The problem
When the line containing "let model = context.code_first_model().unwrap().unwrap();" appears in the data below, begin copying there and stop only after the line containing "assert!(!context.is_context_initialized());".

Study material
○ ○ ○ ○ ○ ○ ○
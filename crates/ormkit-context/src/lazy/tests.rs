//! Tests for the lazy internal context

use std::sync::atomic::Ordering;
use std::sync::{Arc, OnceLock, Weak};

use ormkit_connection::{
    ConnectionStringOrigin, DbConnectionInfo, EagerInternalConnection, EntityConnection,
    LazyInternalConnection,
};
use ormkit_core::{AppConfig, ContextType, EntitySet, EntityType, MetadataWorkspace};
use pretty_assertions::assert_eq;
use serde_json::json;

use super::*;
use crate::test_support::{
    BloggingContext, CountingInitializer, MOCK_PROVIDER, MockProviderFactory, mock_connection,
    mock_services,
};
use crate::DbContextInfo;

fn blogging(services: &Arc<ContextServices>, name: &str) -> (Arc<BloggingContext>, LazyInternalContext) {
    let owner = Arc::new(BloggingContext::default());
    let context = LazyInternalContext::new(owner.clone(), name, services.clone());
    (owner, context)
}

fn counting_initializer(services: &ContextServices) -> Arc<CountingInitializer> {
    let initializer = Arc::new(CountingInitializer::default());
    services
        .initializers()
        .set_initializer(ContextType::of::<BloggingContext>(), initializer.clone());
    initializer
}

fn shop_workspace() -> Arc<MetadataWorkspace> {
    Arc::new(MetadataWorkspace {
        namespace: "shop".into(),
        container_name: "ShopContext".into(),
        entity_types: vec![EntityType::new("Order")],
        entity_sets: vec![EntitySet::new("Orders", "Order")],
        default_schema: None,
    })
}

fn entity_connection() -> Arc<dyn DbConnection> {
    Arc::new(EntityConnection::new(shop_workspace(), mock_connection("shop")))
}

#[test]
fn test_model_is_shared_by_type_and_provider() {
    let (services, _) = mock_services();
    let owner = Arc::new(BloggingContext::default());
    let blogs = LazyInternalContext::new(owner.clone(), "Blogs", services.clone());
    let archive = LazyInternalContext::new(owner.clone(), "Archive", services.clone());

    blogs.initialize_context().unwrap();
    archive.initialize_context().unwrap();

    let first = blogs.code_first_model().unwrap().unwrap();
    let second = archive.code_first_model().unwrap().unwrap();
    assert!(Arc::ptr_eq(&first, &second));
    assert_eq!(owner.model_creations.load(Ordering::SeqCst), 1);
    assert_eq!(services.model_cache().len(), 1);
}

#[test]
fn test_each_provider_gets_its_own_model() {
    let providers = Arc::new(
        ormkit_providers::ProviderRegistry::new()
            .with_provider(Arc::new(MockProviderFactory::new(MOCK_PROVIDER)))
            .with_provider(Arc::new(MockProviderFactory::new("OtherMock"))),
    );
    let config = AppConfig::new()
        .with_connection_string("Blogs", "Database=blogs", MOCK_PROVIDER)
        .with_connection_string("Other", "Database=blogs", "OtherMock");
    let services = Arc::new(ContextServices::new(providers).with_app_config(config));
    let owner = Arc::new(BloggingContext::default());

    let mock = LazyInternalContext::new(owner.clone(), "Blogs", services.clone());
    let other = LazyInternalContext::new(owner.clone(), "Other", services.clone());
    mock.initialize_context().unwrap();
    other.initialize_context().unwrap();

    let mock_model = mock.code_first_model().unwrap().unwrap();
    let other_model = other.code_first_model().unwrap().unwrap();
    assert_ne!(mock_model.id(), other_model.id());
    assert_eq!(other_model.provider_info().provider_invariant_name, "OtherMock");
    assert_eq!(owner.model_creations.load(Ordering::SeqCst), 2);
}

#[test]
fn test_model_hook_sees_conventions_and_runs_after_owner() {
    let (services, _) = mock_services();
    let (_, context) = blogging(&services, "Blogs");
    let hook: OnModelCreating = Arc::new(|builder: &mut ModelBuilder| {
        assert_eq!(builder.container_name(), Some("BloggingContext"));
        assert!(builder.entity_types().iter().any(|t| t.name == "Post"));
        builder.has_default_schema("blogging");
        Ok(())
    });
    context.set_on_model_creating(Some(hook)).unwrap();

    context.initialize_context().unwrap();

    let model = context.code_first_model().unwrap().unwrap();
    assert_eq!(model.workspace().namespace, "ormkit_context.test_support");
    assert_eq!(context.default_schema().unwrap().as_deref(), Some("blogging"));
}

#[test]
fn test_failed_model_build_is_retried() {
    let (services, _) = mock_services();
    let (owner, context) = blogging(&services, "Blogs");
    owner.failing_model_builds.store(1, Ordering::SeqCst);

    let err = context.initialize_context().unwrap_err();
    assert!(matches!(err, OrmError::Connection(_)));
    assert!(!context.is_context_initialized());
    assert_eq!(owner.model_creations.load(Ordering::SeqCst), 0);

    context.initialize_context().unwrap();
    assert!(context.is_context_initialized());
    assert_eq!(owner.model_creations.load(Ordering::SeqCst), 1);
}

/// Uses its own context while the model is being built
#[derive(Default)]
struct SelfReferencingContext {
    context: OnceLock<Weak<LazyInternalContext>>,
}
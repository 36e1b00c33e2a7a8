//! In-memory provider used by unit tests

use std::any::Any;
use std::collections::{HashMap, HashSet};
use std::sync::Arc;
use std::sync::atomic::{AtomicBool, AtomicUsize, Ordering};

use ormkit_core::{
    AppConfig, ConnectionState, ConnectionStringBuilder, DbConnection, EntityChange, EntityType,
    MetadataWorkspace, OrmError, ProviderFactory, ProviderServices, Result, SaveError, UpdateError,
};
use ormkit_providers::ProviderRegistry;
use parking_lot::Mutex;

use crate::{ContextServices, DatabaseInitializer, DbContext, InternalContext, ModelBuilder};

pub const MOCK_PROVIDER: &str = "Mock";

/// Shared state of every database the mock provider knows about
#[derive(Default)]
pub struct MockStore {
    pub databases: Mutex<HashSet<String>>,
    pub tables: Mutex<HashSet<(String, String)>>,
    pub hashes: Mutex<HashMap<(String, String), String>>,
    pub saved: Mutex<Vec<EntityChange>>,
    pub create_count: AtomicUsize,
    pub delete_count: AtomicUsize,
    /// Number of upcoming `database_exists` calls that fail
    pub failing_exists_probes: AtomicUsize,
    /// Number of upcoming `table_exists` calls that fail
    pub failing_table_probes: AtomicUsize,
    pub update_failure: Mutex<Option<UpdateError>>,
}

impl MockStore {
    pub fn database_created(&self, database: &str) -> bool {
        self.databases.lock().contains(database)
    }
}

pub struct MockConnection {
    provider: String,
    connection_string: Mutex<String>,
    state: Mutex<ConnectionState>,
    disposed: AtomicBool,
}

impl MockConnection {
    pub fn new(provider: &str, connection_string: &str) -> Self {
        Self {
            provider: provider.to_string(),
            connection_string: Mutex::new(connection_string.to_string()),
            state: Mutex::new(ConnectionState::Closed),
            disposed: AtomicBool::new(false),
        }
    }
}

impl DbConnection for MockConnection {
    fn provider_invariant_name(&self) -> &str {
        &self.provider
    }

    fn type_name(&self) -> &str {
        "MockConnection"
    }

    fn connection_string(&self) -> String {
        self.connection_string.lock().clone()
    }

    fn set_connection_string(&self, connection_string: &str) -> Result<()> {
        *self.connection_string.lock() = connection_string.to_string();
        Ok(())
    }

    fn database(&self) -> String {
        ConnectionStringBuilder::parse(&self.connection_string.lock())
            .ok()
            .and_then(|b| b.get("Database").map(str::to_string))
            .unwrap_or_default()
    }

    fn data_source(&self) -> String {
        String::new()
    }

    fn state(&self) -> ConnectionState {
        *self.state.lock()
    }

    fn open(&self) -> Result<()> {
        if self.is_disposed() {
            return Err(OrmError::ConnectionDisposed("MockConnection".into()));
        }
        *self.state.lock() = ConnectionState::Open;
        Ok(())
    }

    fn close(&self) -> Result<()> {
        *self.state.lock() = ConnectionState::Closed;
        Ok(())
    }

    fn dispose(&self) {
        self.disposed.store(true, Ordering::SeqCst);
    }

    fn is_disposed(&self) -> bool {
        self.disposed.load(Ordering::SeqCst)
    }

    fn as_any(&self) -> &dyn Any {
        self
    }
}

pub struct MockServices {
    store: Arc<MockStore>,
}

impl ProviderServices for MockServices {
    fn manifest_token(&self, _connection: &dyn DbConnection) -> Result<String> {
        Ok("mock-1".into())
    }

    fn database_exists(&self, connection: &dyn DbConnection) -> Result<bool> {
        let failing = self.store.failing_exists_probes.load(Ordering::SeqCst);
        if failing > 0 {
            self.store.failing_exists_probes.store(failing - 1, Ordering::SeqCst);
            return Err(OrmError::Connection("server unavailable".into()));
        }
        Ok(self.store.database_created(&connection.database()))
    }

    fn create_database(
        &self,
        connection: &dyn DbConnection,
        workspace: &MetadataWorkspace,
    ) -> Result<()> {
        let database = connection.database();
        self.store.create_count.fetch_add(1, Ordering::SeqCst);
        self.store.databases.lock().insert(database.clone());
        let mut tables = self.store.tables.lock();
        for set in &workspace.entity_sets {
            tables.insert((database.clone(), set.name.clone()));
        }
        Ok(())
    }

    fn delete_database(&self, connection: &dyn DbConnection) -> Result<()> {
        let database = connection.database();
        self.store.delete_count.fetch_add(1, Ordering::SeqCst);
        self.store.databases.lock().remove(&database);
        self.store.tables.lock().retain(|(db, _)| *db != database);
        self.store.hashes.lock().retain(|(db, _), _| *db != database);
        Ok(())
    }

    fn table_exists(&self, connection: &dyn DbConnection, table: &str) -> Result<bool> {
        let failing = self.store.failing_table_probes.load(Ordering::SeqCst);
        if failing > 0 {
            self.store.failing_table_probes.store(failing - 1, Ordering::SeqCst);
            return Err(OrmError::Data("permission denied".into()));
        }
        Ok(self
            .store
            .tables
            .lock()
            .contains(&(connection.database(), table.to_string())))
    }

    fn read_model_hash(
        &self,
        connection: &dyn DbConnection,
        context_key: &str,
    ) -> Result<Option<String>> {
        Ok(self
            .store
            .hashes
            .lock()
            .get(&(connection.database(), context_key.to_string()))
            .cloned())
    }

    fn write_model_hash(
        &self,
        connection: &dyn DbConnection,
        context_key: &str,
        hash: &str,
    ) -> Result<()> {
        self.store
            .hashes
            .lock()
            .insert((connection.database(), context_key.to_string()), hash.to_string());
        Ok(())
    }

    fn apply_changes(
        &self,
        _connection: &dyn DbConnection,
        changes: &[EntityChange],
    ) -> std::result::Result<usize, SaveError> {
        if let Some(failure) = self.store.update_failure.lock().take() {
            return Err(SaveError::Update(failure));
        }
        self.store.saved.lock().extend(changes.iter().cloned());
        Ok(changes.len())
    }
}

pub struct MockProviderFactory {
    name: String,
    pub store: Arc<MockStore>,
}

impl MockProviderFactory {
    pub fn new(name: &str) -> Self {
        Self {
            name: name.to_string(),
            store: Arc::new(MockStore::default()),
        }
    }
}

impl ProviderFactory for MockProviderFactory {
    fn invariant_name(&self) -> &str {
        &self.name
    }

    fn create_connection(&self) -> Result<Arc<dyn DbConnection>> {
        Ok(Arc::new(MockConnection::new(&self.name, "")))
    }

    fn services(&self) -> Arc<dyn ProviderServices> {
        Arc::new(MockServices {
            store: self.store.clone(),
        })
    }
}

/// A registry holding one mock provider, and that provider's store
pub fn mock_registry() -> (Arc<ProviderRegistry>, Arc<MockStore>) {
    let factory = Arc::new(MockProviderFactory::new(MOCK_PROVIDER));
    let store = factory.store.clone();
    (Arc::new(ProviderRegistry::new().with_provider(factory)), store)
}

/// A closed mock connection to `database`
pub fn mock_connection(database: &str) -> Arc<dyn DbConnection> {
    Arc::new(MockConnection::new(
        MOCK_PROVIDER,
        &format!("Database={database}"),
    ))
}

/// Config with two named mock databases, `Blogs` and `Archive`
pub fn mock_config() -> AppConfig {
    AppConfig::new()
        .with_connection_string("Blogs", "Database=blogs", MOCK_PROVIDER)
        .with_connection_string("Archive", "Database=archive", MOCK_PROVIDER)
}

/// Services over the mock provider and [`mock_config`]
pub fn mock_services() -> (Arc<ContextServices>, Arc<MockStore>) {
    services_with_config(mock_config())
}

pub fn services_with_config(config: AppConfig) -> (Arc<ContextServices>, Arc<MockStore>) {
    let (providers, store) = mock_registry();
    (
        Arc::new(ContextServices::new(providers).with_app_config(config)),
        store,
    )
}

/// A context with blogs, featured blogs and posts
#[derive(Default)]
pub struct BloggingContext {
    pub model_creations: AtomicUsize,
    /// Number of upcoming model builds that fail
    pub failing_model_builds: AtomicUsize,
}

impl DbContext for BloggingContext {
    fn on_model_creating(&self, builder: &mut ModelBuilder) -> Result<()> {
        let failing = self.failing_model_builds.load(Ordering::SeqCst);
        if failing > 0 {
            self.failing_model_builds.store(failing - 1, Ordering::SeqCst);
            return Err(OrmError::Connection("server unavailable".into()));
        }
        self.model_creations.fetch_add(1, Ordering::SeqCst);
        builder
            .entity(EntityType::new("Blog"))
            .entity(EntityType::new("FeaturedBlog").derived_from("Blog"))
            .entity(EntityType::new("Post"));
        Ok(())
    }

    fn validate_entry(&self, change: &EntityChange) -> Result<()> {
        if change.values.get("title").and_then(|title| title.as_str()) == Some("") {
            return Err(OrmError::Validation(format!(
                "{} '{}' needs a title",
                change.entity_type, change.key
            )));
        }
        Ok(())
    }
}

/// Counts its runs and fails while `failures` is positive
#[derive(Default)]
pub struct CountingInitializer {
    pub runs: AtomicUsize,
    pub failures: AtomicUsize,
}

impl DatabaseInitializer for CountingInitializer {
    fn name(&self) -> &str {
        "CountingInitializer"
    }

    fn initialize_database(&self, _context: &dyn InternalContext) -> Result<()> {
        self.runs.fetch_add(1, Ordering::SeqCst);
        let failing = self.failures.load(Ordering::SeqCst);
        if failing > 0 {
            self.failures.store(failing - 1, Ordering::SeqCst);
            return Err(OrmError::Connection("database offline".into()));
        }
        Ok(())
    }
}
○ ○ ○ ○ ○ ○ ○
Response
    let model = context.code_first_model().unwrap().unwrap();
    assert_eq!(model.workspace().namespace, "ormkit_context.test_support");
    assert_eq!(context.default_schema().unwrap().as_deref(), Some("blogging"));
}

#[test]
fn test_failed_model_build_is_retried() {
    let (services, _) = mock_services();
    let (owner, context) = blogging(&services, "Blogs");
    owner.failing_model_builds.store(1, Ordering::SeqCst);

    let err = context.initialize_context().unwrap_err();
    assert!(matches!(err, OrmError::Connection(_)));
    assert!(!context.is_context_initialized());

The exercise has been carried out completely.